Albert is large, burly and a self-confessed slob. And Eva is openly self-conscious about her looks and surprisingly frank about the size of her real boobs. Albert is a television archivist and Eva a busy masseuse. Both live in West L.A., which has an inviting, privileged glow.
And so begins an engaging exploration of their relationship, framed by their fallibility and vulnerability as they move tentatively toward a middle ground, simultaneously seeking intimacy while uncertain about the distance they will have to cross to find it. Both are insecure as each gradually reveals well-defended imperfections and assumptions.
At the center of the film is an ethical conundrum that plagues Eva almost from the outset. With each passing day, it becomes painfully clear that the resolution will be at best problematical.
While Eva lives her life — lugging her masseuse table from house to house — she worries about her relationship not only with Albert, but with her daughter, Ellen (Tracey Fairaway), battling her desire to wrap her arms around her and never let go while knowing that their time together as mother and daughter is about to change forever.
Films by Nicole Holofcener ("Friends With Money") are wonderfully detailed and revealing studies of the human condition, such as it is. She relishes moments of awkward honesty, while acknowledging the limitations of communication as her characters battle the reflexive reaction to avoid full disclosure. All of which makes for comedic and sad, and even harrowing moments of connections and misunderstandings.
What gives "Enough Said" a prevailing sense of melancholy is the knowledge that we are watching one of the final performances by Gandolfini, a sublime actor who is superb in his role as a man who is reaching out while always preparing to withdraw. It's a remarkable portrayal, and one that we know we will never see again.
"Captain Phillips" opens in the most ordinary way: an opening shot of a white two-story house in Vermont. Inside Captain Richard Phillips (Tom Hanks) is packing while talking to his wife Andrea (Catherine Keener), a conversation about the trip and as they drive to the airport about their sons, now in college.

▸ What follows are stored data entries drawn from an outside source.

// Copyright (c) 2026 Robert L. Snyder, Sierra Vista, AZ
// Licensed under the MIT License. See LICENSE file in the project root for details.

//! Audio output via cpal.
//!
//! The output callback is the only place time advances for a
//! [`StreamClock`](crate::timing::StreamClock), so the stream is opened
//! before the scheduler starts and kept open for the whole session.

use cpal::traits::{DeviceTrait, HostTrait, StreamTrait};
use cpal::{Device, Stream, StreamConfig};
use tracing::{error, info};

use super::AudioError;

/// Audio output configuration
#[derive(Debug, Clone)]
pub struct AudioConfig {
    /// Sample rate in Hz
    pub sample_rate: u32,
    /// Buffer size in frames
    pub buffer_size: u32,
    /// Number of output channels
    pub channels: u16,
}

impl Default for AudioConfig {
    fn default() -> Self {
        Self {
            sample_rate: 44100,
            buffer_size: 512,
            channels: 2,
        }
    }
}

impl AudioConfig {
    /// Output latency of one buffer in milliseconds
    pub fn latency_ms(&self) -> f64 {
        (self.buffer_size as f64 / self.sample_rate as f64) * 1000.0
    }
}

/// Audio output stream
pub struct AudioOutput {
    _stream: Stream,
    device_name: String,
    config: AudioConfig,
}

impl AudioOutput {
    /// Open the default output device and start pulling from `callback`
    pub fn new<F>(config: AudioConfig, mut callback: F) -> Result<Self, AudioError>
    where
        F: FnMut(&mut [f32], usize) + Send + 'static,
    {
        let host = cpal::default_host();
        let device = host.default_output_device().ok_or(AudioError::NoDevice)?;
        let device_name = device_name(&device);

        let stream_config = StreamConfig {
            channels: config.channels,
            sample_rate: cpal::SampleRate(config.sample_rate),
            buffer_size: cpal::BufferSize::Fixed(config.buffer_size),
        };
        let channels = config.channels as usize;

        let stream = device
            .build_output_stream(
                &stream_config,
                move |data: &mut [f32], _: &cpal::OutputCallbackInfo| {
                    data.fill(0.0);
                    callback(data, channels);
                },
                move |err| {
                    error!(error = %err, "audio stream error");
                },
                None,
            )
            .map_err(|e| AudioError::StreamFailed(format!("Failed to build stream: {}", e)))?;

        stream
            .play()
            .map_err(|e| AudioError::StreamFailed(format!("Failed to start stream: {}", e)))?;

        info!(
            device = %device_name,
            sample_rate = config.sample_rate,
            buffer = config.buffer_size,
            latency_ms = config.latency_ms(),
            "audio output opened"
        );

        Ok(Self {
            _stream: stream,
            device_name,
            config,
        })
    }

    /// Get current configuration
    pub fn config(&self) -> &AudioConfig {
        &self.config
    }

    /// Name of the device being played to
    pub fn device_name(&self) -> &str {
        &self.device_name
    }
}

fn device_name(device: &Device) -> String {
    device.name().unwrap_or_else(|_| "unknown".to_string())
}

/// List available audio output devices
pub fn list_devices() -> Vec<String> {
    let host = cpal::default_host();
    host.output_devices()
        .map(|devices| devices.filter_map(|d| d.name().ok()).collect())
        .unwrap_or_default()
}

/// Get default device name
pub fn default_device_name() -> Option<String> {
    let host = cpal::default_host();
    host.default_output_device().and_then(|d| d.name().ok())
}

Smash cut to Phillips, now in Oman, where he will take command of the Maersk Alabama, a container ship bound for Mombassa. As routine as Phillips' journey has been thus far, the ordinary will quickly morph into the extraordinary when the Alabama is hijacked by just four Somalis, jacked up on Khat (a leaf that is chewed and acts as an amphetamine), armed with AK47s, and led by a young Somali, Muse (Bakhad Abdi).
Their plan is to ransom the crew and the ship for $10 million, a plan that quickly goes south. The tension is soon ratcheted up in the extreme when the pirates take Phillips hostage, escaping and in a covered lifeboat, intending to hold the captain for ransom.
Hanks delivers a riveting, harrowing performance as a man pushed to the brink, who displays fear and courage in equal measure. As do the desperate hijackers, who are more than one-dimensional villains and soon feel hope slipping away, replaced by chaos and the ominous presence of U.S. warships.
Permeating this fine taut tale of heroism is the understanding that this film, even if it ends well, will not end well.